Dr. Moran has been president of the IEEE Robotics and Automation Society RAS, Peru Chapter, and obtained the 2014 Best Society Award in the International Conference in Robotics and Automation ICRA held in Hong Kong, China.
Dr. Moran is visiting professor at Tokyo University of Agriculture and Technology, Japan, Ilmenau University of Technology, Germany, and Stockholm University, Sweden. He is professor at the Graduate School of Pontifical Catholic University of Peru, and technical manager of Technova SAC, company providing engineering solutions to industry. His research interests include computational intelligence, integration of neural networks, fuzzy logic and genetic algorithms, learning systems, mobile robotics, nonlinear systems modeling and control, and their applications to industry.

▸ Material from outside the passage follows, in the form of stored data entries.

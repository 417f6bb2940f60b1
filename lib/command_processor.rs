//! `Processor` that shells out to the reconstruction model.
//!
//! Each item gets its own scratch directory holding `input/{id}.{ext}` and an empty `output/`.
//! The command's arguments may reference `{input}`, `{output}` and `{id}`; every regular file
//! the command leaves in `output/` becomes part of the artifact.

use std::path::{Path, PathBuf};
use std::process::Stdio;
use std::time::{Duration, Instant};

use futures::future::BoxFuture;
use tokio::process::Command;
use tracing::{debug, warn};

use crate::pipeline::{Artifact, ArtifactFile, FetchedItem, ProcessError, Processor};
use crate::work::WorkId;

const STDERR_TAIL_BYTES: usize = 2048;

#[derive(Debug, Clone, PartialEq, Eq)]
pub struct CommandSpec {
    pub program: String,
    pub args: Vec<String>,
}

impl CommandSpec {
    /// Splits a command line on whitespace. Quoting is not supported.
    pub fn parse(raw: &str) -> Result<Self, String> {
        let mut parts = raw.split_whitespace().map(str::to_string);
        let program = parts
            .next()
            .ok_or_else(|| "processor command must not be empty".to_string())?;
        Ok(Self {
            program,
            args: parts.collect(),
        })
    }

    fn render_args(&self, input: &Path, output: &Path, id: &WorkId) -> Vec<String> {
        let input = input.to_string_lossy();
        let output = output.to_string_lossy();
        self.args
            .iter()
            .map(|arg| {
                arg.replace("{input}", &input)
                    .replace("{output}", &output)
                    .replace("{id}", id.as_str())
            })
            .collect()
    }
}

pub struct CommandProcessor {
    command: CommandSpec,
    work_root: PathBuf,
    timeout: Duration,
    keep_work_dirs: bool,
}

impl CommandProcessor {
    pub fn new(command: CommandSpec, work_root: impl Into<PathBuf>, timeout: Duration) -> Self {
        Self {
            command,
            work_root: work_root.into(),
            timeout,
            keep_work_dirs: false,
        }
    }

    /// Leaves scratch directories behind for debugging.
    pub fn keep_work_dirs(mut self, keep: bool) -> Self {
        self.keep_work_dirs = keep;
        self
    }

    async fn run(&self, work_id: &WorkId, input: &FetchedItem) -> Result<Artifact, ProcessError> {
        let work_dir = self.work_root.join(work_id.as_str());
        let input_dir = work_dir.join("input");
        let output_dir = work_dir.join("output");
        let fail = |message: String| ProcessError::new(work_id, message);

        if tokio::fs::try_exists(&work_dir).await.unwrap_or(false) {
            tokio::fs::remove_dir_all(&work_dir)
                .await
                .map_err(|err| fail(format!("clearing {}: {err}", work_dir.display())))?;
        }
        for dir in [&input_dir, &output_dir] {
            tokio::fs::create_dir_all(dir)
                .await
                .map_err(|err| fail(format!("creating {}: {err}", dir.display())))?;
        }
        let input_path = input_dir.join(format!(
            "{}.{}",
            work_id,
            extension_for(input.content_type.as_deref())
        ));
        tokio::fs::write(&input_path, &input.bytes)
            .await
            .map_err(|err| fail(format!("writing {}: {err}", input_path.display())))?;

        let args = self.command.render_args(&input_path, &output_dir, work_id);
        let started = Instant::now();
        let mut command = Command::new(&self.command.program);
        command
            .args(&args)
            .current_dir(&work_dir)
            .stdin(Stdio::null())
            .stdout(Stdio::null())
            .stderr(Stdio::piped())
            .kill_on_drop(true);
        let child = command
            .spawn()
            .map_err(|err| fail(format!("spawning `{}`: {err}", self.command.program)))?;

        let output = match tokio::time::timeout(self.timeout, child.wait_with_output()).await {
            Ok(result) => result.map_err(|err| fail(format!("waiting for processor: {err}")))?,
            Err(_) => {
                return Err(fail(format!(
                    "processor timed out after {}s",
                    self.timeout.as_secs()
                )))
            }
        };
        debug!(
            event = "processor_exited",
            work_id = %work_id,
            status = ?output.status.code(),
            elapsed_ms = started.elapsed().as_millis() as u64,
            "processor command finished"
        );
        if !output.status.success() {
            return Err(fail(format!(
                "processor exited with {}: {}",
                output.status,
                stderr_tail(&output.stderr)
            )));
        }

        let artifact = collect_outputs(&output_dir).await.map_err(fail)?;
        if artifact.files.is_empty() {
            return Err(fail("processor produced no output files".to_string()));
        }

        if !self.keep_work_dirs {
            if let Err(err) = tokio::fs::remove_dir_all(&work_dir).await {
                warn!(
                    event = "processor_cleanup_failed",
                    work_id = %work_id,
                    path = %work_dir.display(),
                    error = %err,
                    "could not remove processor scratch directory"
                );
            }
        }
        Ok(artifact)
    }
}

impl Processor for CommandProcessor {
    fn process<'a>(
        &'a self,
        work_id: &'a WorkId,
        input: &'a FetchedItem,
    ) -> BoxFuture<'a, Result<Artifact, ProcessError>> {
        Box::pin(self.run(work_id, input))
    }
}

fn extension_for(content_type: Option<&str>) -> &'static str {
    match content_type.map(|value| value.split(';').next().unwrap_or(value).trim()) {
        Some("image/png") => "png",
        Some("image/webp") => "webp",
        Some("image/heic") => "heic",
        _ => "jpg",
    }
}

async fn collect_outputs(dir: &Path) -> Result<Artifact, String> {
    let mut entries = tokio::fs::read_dir(dir)
        .await
        .map_err(|err| format!("reading {}: {err}", dir.display()))?;
    let mut files = Vec::new();
    while let Some(entry) = entries
        .next_entry()
        .await
        .map_err(|err| format!("reading {}: {err}", dir.display()))?
    {
        let file_type = entry
            .file_type()
            .await
            .map_err(|err| format!("inspecting {}: {err}", entry.path().display()))?;
        if !file_type.is_file() {
            continue;
        }
        let name = entry.file_name().to_string_lossy().into_owned();
        let contents = tokio::fs::read(entry.path())
            .await
            .map_err(|err| format!("reading {}: {err}", entry.path().display()))?;
        files.push(ArtifactFile { name, contents });
    }
    files.sort_by(|a, b| a.name.cmp(&b.name));
    Ok(Artifact { files })
}

fn stderr_tail(stderr: &[u8]) -> String {
    let start = stderr.len().saturating_sub(STDERR_TAIL_BYTES);
    String::from_utf8_lossy(&stderr[start..]).trim().to_string()
}

#[cfg(all(test, unix))]
mod tests {
    use std::time::Duration;

    use super::{CommandProcessor, CommandSpec};
    use crate::pipeline::{FetchedItem, Processor};
    use crate::work::WorkId;

    fn input() -> FetchedItem {
        FetchedItem {
            bytes: b"raw-image".to_vec(),
            content_type: Some("image/jpeg".to_string()),
        }
    }

    fn shell(script: &str) -> CommandSpec {
        CommandSpec {
            program: "sh".to_string(),
            args: vec![
                "-c".to_string(),
                script.to_string(),
                "processor".to_string(),
                "{input}".to_string(),
                "{output}".to_string(),
                "{id}".to_string(),
            ],
        }
    }

    #[test]
    fn parses_whitespace_separated_commands() {
        let spec = CommandSpec::parse("  sharp predict -i {input}  -o {output} ").expect("spec");
        assert_eq!(spec.program, "sharp");
        assert_eq!(spec.args, vec!["predict", "-i", "{input}", "-o", "{output}"]);
        assert!(CommandSpec::parse("   ").is_err());
    }

    #[tokio::test]
    async fn collects_every_output_file() {
        let dir = tempfile::tempdir().expect("tempdir");
        let processor = CommandProcessor::new(
            shell(r#"cp "$1" "$2/$3.ply" && echo meta > "$2/$3.json""#),
            dir.path(),
            Duration::from_secs(10),
        );
        let id = WorkId::parse("abc").expect("id");

        let artifact = processor.process(&id, &input()).await.expect("process");
        let names: Vec<&str> = artifact.files.iter().map(|file| file.name.as_str()).collect();
        assert_eq!(names, vec!["abc.json", "abc.ply"]);
        assert_eq!(artifact.files[1].contents, b"raw-image".to_vec());
        assert!(!dir.path().join("abc").exists());
    }

    #[tokio::test]
    async fn non_zero_exit_reports_stderr() {
        let dir = tempfile::tempdir().expect("tempdir");
        let processor = CommandProcessor::new(
            shell("echo 'model exploded' >&2; exit 3"),
            dir.path(),
            Duration::from_secs(10),
        );
        let id = WorkId::parse("abc").expect("id");

        let err = processor.process(&id, &input()).await.expect_err("failure");
        assert_eq!(err.work_id, id);
        assert!(err.message.contains("model exploded"), "{}", err.message);
    }

    #[tokio::test]
    async fn empty_output_is_a_failure() {
        let dir = tempfile::tempdir().expect("tempdir");
        let processor = CommandProcessor::new(shell("true"), dir.path(), Duration::from_secs(10))
            .keep_work_dirs(true);
        let id = WorkId::parse("abc").expect("id");

        let err = processor.process(&id, &input()).await.expect_err("failure");
        assert!(err.message.contains("no output"));
        assert!(dir.path().join("abc/input/abc.jpg").exists());
    }

    #[tokio::test]
    async fn slow_commands_time_out() {
        let dir = tempfile::tempdir().expect("tempdir");
        let processor =
            CommandProcessor::new(shell("sleep 5"), dir.path(), Duration::from_millis(100));
        let id = WorkId::parse("abc").expect("id");

        let err = processor.process(&id, &input()).await.expect_err("timeout");
        assert!(err.message.contains("timed out"));
    }
}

Abstract: Recurrent neural networks RNN are networks with feedback connections exhibiting a dynamic temporal behavior, common in real-world applications where the response of a system depends on present and past inputs and states. Recurrent neural networks possess internal memory that allows them to process sequence of inputs with arbitrary temporal relationships. These properties make RNN applicable to complex tasks such speech and handwritten recognition, signal processing, modeling and control of nonlinear dynamic systems, robot path planning and control, among other applications that include deep learning and LSTM networks.